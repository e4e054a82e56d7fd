//! u-blox SARA-N2 implementation of [`ModemDriver`] on top of `atat`.

use core::fmt::Write;

use atat::{asynch::AtatClient, AtatCmd, UrcChannel, UrcSubscription};
use embassy_sync::pubsub::WaitResult;
use embassy_time::{with_timeout, Duration};
use heapless::{String, Vec};
use no_std_net::Ipv4Addr;

use crate::{
    coap::{ProfileId, Request, Response, MAX_PAYLOAD_LEN},
    command::{
        coap::{
            types::{CoapCommandType, CoapInterface, CoapPduOption},
            urc::CoapData,
            CoapBlockRequest, CoapPayloadRequest, CoapRequest, RestoreCoapProfile,
            SaveCoapProfile, SelectCoapInterface, SelectCoapProfile, SetCoapPduHeader,
            SetCoapProfileValidity, SetCoapServer, SetCoapUri,
        },
        mobile_control::{
            types::{Functionality, PowerSavingMode, PowerSavingStatusReporting},
            GetModuleFunctionality, GetPowerSavingMode, GetPowerSavingStatus,
            GetSignallingConnectionStatus, SetModuleFunctionality, SetPowerSavingMode,
            SetPowerSavingStatusReporting,
        },
        network_service::{
            types::OperatorSelectionMode, GetCellStatistics, GetSignalQuality,
            SetOperatorSelection,
        },
        psn::{
            types::GPRSAttachedState, GetEPSNetworkRegistrationStatus, GetGPRSAttached,
            SetGPRSAttached,
        },
        system_features::{Reboot, SetUeConfiguration},
        Urc, AT,
    },
    driver::{CellStats, DriverKind, ModemDriver, SignalQuality, UeOption},
    error::Error,
    hex::{decode_hex, encode_hex},
    registration::Status,
    timer::TimerBits,
};

/// Number of URC subscribers the driver takes from the channel
pub const URC_SUBSCRIBERS: usize = 1;

/// Hex encoded CoAP payload, two characters per byte
const HEX_PAYLOAD_LEN: usize = 2 * MAX_PAYLOAD_LEN;

const DEFAULT_COAP_TIMEOUT: Duration = Duration::from_secs(30);

pub struct SaraN2<'sub, AT: AtatClient, const URC_CAPACITY: usize> {
    at: AT,
    urc: UrcSubscription<'sub, Urc, URC_CAPACITY, URC_SUBSCRIBERS>,
    coap_timeout: Duration,
}

impl<'sub, AT: AtatClient, const URC_CAPACITY: usize> SaraN2<'sub, AT, URC_CAPACITY> {
    pub fn new(
        at: AT,
        urc_channel: &'sub UrcChannel<Urc, URC_CAPACITY, URC_SUBSCRIBERS>,
    ) -> Result<Self, Error> {
        Ok(Self {
            at,
            urc: urc_channel.subscribe()?,
            coap_timeout: DEFAULT_COAP_TIMEOUT,
        })
    }

    /// Time to wait for the `+UCOAPCR`/`+UCOAPCD` URCs of a CoAP request
    pub fn with_coap_timeout(mut self, timeout: Duration) -> Self {
        self.coap_timeout = timeout;
        self
    }

    /// Enable the `+NPSMR` report, required for reading the current power
    /// saving state.
    pub async fn init(&mut self) -> Result<(), Error> {
        debug!("Initializing SARA-N2");
        self.send(&SetPowerSavingStatusReporting {
            n: PowerSavingStatusReporting::Enabled,
        })
        .await?;
        Ok(())
    }

    async fn send<Cmd: AtatCmd>(&mut self, cmd: &Cmd) -> Result<Cmd::Response, Error> {
        self.at.send(cmd).await.map_err(|e| {
            error!("AT command failed: {:?}", e);
            Error::Atat(e)
        })
    }

    async fn wait_for_coap_response(
        &mut self,
        command: CoapCommandType,
    ) -> Result<Response, Error> {
        let mut exchange = CoapExchange::new(command);
        loop {
            match self.urc.next_message().await {
                WaitResult::Message(urc) => {
                    if let Some(result) = exchange.handle(urc) {
                        return result;
                    }
                }
                WaitResult::Lagged(n) => warn!("Lagged behind {} URCs", n),
            }
        }
    }
}

/// Collects the two URCs answering one `+UCOAPC` request.
struct CoapExchange {
    command: CoapCommandType,
    accepted: bool,
    response: Option<Response>,
}

impl CoapExchange {
    fn new(command: CoapCommandType) -> Self {
        Self {
            command,
            accepted: false,
            response: None,
        }
    }

    /// Feed one URC, returning the outcome once it is known
    fn handle(&mut self, urc: Urc) -> Option<Result<Response, Error>> {
        match urc {
            Urc::CoapCommandResult(result) => {
                if result.command != self.command as u8 {
                    trace!("Ignoring result of CoAP command {}", result.command);
                    return None;
                }
                if result.status == 0 {
                    error!("CoAP request {:?} failed", self.command);
                    return Some(Err(Error::CoapRequestFailed));
                }
                self.accepted = true;
            }
            Urc::CoapData(data) => match decode_response(data) {
                Ok(response) => self.response = Some(response),
                Err(e) => return Some(Err(e)),
            },
        }

        if self.accepted {
            self.response.take().map(Ok)
        } else {
            None
        }
    }
}

fn decode_response(data: CoapData) -> Result<Response, Error> {
    let payload = match data.payload {
        Some(hex) => decode_hex(&hex).map_err(|e| {
            error!("Malformed CoAP payload: {:?}", e);
            Error::InvalidResponse
        })?,
        None => Vec::new(),
    };

    Ok(Response {
        code: data.code,
        payload,
    })
}

fn profile_arg(profile: ProfileId) -> Result<String<1>, Error> {
    let mut arg = String::new();
    write!(arg, "{}", profile.0).map_err(|_| Error::ExceedsMaxValue)?;
    Ok(arg)
}

fn timer_arg(bits: &str) -> Result<TimerBits, Error> {
    TimerBits::try_from(bits).map_err(|_| Error::ExceedsMaxValue)
}

impl<'sub, AT: AtatClient, const URC_CAPACITY: usize> ModemDriver
    for SaraN2<'sub, AT, URC_CAPACITY>
{
    const KIND: DriverKind = DriverKind::SaraN2;

    async fn probe(&mut self) -> Result<(), Error> {
        self.send(&AT).await?;
        Ok(())
    }

    async fn reboot(&mut self) -> Result<(), Error> {
        self.send(&Reboot).await?;
        Ok(())
    }

    async fn configure_ue(&mut self, option: UeOption, enable: bool) -> Result<(), Error> {
        self.send(&SetUeConfiguration::new(option.into(), enable))
            .await?;
        Ok(())
    }

    async fn set_radio(&mut self, on: bool) -> Result<(), Error> {
        let fun = if on {
            Functionality::Full
        } else {
            Functionality::Minimum
        };
        self.send(&SetModuleFunctionality { fun }).await?;
        Ok(())
    }

    async fn radio(&mut self) -> Result<bool, Error> {
        let res = self.send(&GetModuleFunctionality).await?;
        Ok(res.fun == Functionality::Full)
    }

    async fn set_gprs_attached(&mut self, attached: bool) -> Result<(), Error> {
        let state = if attached {
            GPRSAttachedState::Attached
        } else {
            GPRSAttachedState::Detached
        };
        self.send(&SetGPRSAttached { state }).await?;
        Ok(())
    }

    async fn gprs_attached(&mut self) -> Result<bool, Error> {
        let res = self.send(&GetGPRSAttached).await?;
        Ok(res.state == GPRSAttachedState::Attached)
    }

    async fn set_registered(&mut self, registered: bool) -> Result<(), Error> {
        let mode = if registered {
            OperatorSelectionMode::Automatic
        } else {
            OperatorSelectionMode::Deregister
        };
        self.send(&SetOperatorSelection { mode }).await?;
        Ok(())
    }

    async fn rrc_connected(&mut self) -> Result<bool, Error> {
        let res = self.send(&GetSignallingConnectionStatus).await?;
        Ok(res.mode == 1)
    }

    async fn registration_status(&mut self) -> Result<Status, Error> {
        let res = self.send(&GetEPSNetworkRegistrationStatus).await?;
        Ok(Status::from(res.stat))
    }

    async fn set_power_save_mode(&mut self, enable: bool) -> Result<(), Error> {
        let mode = if enable {
            PowerSavingMode::Enabled
        } else {
            PowerSavingMode::Disabled
        };
        self.send(&SetPowerSavingMode::mode(mode)).await?;
        Ok(())
    }

    async fn power_save_mode(&mut self) -> Result<bool, Error> {
        let res = self.send(&GetPowerSavingMode).await?;
        Ok(res.mode == PowerSavingMode::Enabled)
    }

    async fn power_save_active(&mut self) -> Result<bool, Error> {
        let res = self.send(&GetPowerSavingStatus).await?;
        Ok(res.mode == Some(1))
    }

    async fn set_t3412(&mut self, bits: &str) -> Result<(), Error> {
        let cmd = SetPowerSavingMode::mode(PowerSavingMode::Enabled)
            .with_periodic_tau(timer_arg(bits)?);
        self.send(&cmd).await?;
        Ok(())
    }

    async fn t3412(&mut self) -> Result<TimerBits, Error> {
        let res = self.send(&GetPowerSavingMode).await?;
        res.periodic_tau.ok_or(Error::InvalidResponse)
    }

    async fn set_t3324(&mut self, bits: &str) -> Result<(), Error> {
        let cmd = SetPowerSavingMode::mode(PowerSavingMode::Enabled)
            .with_active_time(timer_arg(bits)?);
        self.send(&cmd).await?;
        Ok(())
    }

    async fn t3324(&mut self) -> Result<TimerBits, Error> {
        let res = self.send(&GetPowerSavingMode).await?;
        res.active_time.ok_or(Error::InvalidResponse)
    }

    async fn signal_quality(&mut self) -> Result<SignalQuality, Error> {
        let res = self.send(&GetSignalQuality).await?;
        Ok(SignalQuality {
            rsrq: res.rsrq,
            rsrp: res.rsrp,
        })
    }

    async fn cell_stats(&mut self) -> Result<CellStats, Error> {
        let res = self.send(&GetCellStatistics::cell()).await?;
        Ok(CellStats {
            earfcn: res.earfcn,
            physical_cell_id: res.physical_cell_id,
            primary_cell: res.primary_cell != 0,
            rsrp: res.rsrp,
            rsrq: res.rsrq,
            rssi: res.rssi,
            snr: res.snr,
        })
    }

    async fn coap_select_profile(&mut self, profile: ProfileId) -> Result<(), Error> {
        self.send(&SelectCoapProfile::new(profile_arg(profile)?))
            .await?;
        Ok(())
    }

    async fn coap_set_server(&mut self, ip: Ipv4Addr, port: u16) -> Result<(), Error> {
        let mut ip_arg = String::new();
        write!(ip_arg, "{}", ip).map_err(|_| Error::Overflow)?;
        let mut port_arg = String::new();
        write!(port_arg, "{}", port).map_err(|_| Error::Overflow)?;

        self.send(&SetCoapServer::new(ip_arg, port_arg)).await?;
        Ok(())
    }

    async fn coap_set_uri(&mut self, uri: &str) -> Result<(), Error> {
        self.send(&SetCoapUri::new(uri)).await?;
        Ok(())
    }

    async fn coap_add_uri_path(&mut self) -> Result<(), Error> {
        self.send(&SetCoapPduHeader::new(CoapPduOption::UriPath, true))
            .await?;
        Ok(())
    }

    async fn coap_set_profile_valid(&mut self, valid: bool) -> Result<(), Error> {
        self.send(&SetCoapProfileValidity::new(valid)).await?;
        Ok(())
    }

    async fn coap_save_profile(&mut self, profile: ProfileId) -> Result<(), Error> {
        self.send(&SaveCoapProfile::new(profile_arg(profile)?))
            .await?;
        Ok(())
    }

    async fn coap_load_profile(&mut self, profile: ProfileId) -> Result<(), Error> {
        self.send(&RestoreCoapProfile::new(profile_arg(profile)?))
            .await?;
        Ok(())
    }

    async fn coap_select_at_interface(&mut self) -> Result<(), Error> {
        self.send(&SelectCoapInterface {
            interface: CoapInterface::AtCommands,
        })
        .await?;
        Ok(())
    }

    async fn coap_request(&mut self, request: Request<'_>) -> Result<Response, Error> {
        let command = CoapCommandType::from(request.method);

        // Drop URCs left over from an earlier, timed out request
        while self.urc.try_next_message_pure().is_some() {}

        match (request.payload, request.block) {
            (None, _) => {
                self.send(&CoapRequest { command }).await?;
            }
            (Some(payload), block) => {
                let hex: String<HEX_PAYLOAD_LEN> =
                    encode_hex(payload.data).map_err(|_| Error::ExceedsMaxValue)?;
                let format = payload.format as u8;

                if let Some(block) = block {
                    debug!(
                        "CoAP {:?} block {} ({} bytes, more: {})",
                        command,
                        block.number,
                        payload.data.len(),
                        block.more
                    );
                    self.send(&CoapBlockRequest {
                        command,
                        payload: &hex,
                        format,
                        block: block.number,
                        more: block.more as u8,
                    })
                    .await?;
                } else {
                    self.send(&CoapPayloadRequest {
                        command,
                        payload: &hex,
                        format,
                    })
                    .await?;
                }
            }
        }

        with_timeout(self.coap_timeout, self.wait_for_coap_response(command))
            .await
            .map_err(|e| {
                warn!("No CoAP response within {} ms", self.coap_timeout.as_millis());
                Error::from(e)
            })?
    }
}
__________________________________________________
=== TASK GOAL ===
Wherever the word "CoapExchange" turns up in a line of the entries above, copy that line.

=== FINISHED TASK ===
        let mut exchange = CoapExchange::new(command);
struct CoapExchange {
impl CoapExchange {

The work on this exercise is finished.